◆ TASK:
Pick out the lines below that include the string "many".

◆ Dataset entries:
------------
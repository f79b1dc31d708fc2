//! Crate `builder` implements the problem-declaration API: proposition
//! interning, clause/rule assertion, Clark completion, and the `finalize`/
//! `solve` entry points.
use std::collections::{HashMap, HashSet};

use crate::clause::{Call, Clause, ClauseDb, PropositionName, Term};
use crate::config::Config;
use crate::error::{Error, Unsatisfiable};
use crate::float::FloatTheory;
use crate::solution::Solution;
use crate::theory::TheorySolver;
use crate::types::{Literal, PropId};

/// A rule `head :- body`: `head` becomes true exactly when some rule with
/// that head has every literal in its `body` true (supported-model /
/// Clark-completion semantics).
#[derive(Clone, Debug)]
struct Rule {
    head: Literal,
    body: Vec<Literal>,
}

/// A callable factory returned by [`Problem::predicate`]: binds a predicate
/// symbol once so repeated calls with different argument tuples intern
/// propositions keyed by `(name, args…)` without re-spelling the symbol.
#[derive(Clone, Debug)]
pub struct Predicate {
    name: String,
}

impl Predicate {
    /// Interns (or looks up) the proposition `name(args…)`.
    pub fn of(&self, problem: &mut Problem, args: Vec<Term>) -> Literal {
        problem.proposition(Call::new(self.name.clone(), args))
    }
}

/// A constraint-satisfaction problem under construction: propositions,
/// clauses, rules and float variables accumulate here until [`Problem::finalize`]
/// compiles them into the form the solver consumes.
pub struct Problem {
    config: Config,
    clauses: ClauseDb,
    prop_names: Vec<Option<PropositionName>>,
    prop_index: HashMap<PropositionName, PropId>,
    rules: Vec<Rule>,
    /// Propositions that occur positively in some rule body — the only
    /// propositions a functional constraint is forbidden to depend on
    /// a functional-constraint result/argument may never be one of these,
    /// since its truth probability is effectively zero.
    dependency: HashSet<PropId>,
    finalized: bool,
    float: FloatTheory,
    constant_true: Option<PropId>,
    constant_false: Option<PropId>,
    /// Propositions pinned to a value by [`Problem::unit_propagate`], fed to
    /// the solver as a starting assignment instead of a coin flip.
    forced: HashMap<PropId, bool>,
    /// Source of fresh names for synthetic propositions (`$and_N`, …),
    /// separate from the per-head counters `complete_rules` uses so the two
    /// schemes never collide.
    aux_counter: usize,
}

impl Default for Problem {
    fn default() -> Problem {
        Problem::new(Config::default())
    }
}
------------
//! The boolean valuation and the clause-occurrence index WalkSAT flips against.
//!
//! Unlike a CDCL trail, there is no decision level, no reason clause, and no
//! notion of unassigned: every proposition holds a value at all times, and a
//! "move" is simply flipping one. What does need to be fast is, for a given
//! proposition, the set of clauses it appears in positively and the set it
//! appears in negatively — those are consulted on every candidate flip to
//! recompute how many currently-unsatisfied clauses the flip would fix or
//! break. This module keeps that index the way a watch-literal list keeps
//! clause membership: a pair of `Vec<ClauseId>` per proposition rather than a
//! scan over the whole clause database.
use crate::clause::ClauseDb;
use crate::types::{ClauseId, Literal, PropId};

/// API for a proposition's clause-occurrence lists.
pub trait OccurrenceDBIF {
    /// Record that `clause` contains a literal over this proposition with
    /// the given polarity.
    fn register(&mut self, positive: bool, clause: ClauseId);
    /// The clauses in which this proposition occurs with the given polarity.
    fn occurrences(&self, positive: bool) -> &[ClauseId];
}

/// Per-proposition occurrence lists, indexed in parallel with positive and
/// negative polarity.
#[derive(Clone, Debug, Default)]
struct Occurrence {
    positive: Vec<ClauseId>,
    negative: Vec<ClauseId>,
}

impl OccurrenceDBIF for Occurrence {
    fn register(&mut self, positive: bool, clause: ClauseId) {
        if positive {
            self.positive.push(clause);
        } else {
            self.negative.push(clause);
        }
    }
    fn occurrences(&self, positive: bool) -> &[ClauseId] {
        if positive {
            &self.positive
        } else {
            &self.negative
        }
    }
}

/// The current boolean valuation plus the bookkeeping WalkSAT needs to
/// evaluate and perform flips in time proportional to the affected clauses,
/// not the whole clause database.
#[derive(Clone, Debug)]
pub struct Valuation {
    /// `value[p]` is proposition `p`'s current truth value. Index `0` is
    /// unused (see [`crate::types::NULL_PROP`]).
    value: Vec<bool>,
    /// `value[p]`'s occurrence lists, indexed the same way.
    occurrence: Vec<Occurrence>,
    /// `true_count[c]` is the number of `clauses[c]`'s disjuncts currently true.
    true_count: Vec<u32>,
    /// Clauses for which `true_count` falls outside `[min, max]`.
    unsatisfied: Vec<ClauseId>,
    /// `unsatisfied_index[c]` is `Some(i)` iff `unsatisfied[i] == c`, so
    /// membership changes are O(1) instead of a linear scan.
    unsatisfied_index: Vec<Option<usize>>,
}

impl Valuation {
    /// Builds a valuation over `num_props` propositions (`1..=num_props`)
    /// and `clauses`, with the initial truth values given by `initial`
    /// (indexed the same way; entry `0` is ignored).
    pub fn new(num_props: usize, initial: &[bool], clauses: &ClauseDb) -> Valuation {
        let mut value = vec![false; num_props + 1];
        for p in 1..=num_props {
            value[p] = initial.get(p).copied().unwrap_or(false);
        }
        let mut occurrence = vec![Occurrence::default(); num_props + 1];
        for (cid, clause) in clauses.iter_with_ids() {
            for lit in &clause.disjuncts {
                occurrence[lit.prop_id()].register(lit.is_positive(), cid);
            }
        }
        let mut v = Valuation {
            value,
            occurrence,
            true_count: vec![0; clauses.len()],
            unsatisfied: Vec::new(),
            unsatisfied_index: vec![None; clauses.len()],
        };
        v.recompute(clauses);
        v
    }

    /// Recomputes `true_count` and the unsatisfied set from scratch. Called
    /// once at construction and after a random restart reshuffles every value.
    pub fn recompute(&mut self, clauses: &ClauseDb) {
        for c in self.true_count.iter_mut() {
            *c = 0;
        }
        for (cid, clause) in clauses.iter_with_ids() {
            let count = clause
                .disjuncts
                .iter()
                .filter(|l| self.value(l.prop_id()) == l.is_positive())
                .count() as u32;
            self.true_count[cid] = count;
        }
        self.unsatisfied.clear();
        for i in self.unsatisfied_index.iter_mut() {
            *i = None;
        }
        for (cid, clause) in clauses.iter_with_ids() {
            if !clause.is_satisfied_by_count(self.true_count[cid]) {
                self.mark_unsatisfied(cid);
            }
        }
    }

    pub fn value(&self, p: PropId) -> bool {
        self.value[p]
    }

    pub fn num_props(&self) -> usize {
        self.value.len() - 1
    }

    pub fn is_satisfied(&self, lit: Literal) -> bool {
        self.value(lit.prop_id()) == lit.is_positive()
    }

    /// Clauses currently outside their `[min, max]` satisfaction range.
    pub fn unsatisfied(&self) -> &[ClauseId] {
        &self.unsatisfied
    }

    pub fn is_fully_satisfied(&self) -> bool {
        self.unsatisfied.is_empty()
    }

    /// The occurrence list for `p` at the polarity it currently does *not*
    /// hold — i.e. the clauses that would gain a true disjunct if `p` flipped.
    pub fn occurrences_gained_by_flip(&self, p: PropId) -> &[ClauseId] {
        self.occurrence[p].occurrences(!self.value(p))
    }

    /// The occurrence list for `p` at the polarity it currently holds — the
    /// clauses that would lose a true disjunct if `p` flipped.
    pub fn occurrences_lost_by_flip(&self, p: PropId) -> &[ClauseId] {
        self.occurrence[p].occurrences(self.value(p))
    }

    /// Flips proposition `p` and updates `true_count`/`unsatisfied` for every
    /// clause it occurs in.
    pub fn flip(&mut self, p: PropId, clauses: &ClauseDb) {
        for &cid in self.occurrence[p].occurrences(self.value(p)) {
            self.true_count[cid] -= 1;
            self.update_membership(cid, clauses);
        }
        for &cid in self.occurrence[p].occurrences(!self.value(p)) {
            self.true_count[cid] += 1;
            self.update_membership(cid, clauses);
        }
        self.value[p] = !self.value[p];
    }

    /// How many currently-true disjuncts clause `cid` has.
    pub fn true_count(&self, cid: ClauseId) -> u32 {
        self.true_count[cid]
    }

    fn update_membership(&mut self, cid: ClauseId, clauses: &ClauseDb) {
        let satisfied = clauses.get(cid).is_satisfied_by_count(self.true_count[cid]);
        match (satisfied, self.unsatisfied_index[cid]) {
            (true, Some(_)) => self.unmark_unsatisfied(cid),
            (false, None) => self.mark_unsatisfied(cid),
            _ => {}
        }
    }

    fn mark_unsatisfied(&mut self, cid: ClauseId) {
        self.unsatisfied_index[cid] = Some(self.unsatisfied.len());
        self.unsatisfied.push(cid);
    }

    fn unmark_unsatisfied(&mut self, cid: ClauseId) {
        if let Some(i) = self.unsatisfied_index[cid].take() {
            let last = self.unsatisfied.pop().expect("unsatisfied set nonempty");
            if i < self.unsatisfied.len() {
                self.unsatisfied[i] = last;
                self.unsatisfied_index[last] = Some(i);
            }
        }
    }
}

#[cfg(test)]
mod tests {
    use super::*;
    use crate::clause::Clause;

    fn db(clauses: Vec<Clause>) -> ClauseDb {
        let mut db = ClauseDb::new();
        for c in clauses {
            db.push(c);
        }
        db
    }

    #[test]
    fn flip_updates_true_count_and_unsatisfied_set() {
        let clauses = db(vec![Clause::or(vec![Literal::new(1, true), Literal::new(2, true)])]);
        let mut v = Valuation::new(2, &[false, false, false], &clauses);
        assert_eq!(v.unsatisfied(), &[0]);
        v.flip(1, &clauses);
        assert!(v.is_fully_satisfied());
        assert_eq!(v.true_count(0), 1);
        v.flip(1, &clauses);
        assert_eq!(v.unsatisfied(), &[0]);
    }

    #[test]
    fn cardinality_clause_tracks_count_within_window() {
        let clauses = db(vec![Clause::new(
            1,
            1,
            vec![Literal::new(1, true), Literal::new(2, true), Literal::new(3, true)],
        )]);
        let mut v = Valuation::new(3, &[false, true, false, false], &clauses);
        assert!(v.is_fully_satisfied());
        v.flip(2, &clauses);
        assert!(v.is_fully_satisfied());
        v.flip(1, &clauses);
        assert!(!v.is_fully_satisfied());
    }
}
------------
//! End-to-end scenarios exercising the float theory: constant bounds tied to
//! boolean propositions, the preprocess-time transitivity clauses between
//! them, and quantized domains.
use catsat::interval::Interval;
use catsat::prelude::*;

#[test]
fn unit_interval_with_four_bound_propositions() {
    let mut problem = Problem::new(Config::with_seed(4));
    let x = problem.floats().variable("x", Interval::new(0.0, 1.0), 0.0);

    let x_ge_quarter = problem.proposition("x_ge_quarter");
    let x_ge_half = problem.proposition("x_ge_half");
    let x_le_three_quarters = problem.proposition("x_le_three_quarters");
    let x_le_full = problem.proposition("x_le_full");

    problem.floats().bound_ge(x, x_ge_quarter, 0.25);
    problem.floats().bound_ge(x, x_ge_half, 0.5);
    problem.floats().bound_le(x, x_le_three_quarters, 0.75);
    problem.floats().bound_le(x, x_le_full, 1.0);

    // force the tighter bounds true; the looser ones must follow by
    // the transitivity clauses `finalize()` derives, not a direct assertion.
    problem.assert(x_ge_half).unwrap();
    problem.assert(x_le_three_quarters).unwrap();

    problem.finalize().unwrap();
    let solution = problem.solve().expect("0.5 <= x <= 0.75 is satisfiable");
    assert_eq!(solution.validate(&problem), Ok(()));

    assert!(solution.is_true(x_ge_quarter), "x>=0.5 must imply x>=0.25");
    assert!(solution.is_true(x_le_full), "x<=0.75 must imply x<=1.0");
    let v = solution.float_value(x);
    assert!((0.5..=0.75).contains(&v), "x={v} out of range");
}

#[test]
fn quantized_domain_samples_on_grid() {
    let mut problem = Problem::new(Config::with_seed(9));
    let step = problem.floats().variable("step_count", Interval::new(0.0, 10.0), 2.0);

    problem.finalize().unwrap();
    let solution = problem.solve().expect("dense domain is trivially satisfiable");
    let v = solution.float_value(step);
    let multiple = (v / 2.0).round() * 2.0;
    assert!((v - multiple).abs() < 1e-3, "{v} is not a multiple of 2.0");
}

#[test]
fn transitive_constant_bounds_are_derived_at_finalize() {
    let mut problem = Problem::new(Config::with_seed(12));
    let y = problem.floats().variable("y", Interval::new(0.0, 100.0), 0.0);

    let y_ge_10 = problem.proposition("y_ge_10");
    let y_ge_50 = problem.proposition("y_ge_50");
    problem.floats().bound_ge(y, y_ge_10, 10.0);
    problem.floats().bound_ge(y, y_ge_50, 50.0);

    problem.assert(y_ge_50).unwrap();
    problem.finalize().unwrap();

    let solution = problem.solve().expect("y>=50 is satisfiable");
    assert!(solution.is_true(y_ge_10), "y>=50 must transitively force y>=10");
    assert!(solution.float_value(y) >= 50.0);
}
------------
◆ OUTPUT BELOW:
//! recompute how many currently-unsatisfied clauses the flip would fix or
    /// How many currently-true disjuncts clause `cid` has.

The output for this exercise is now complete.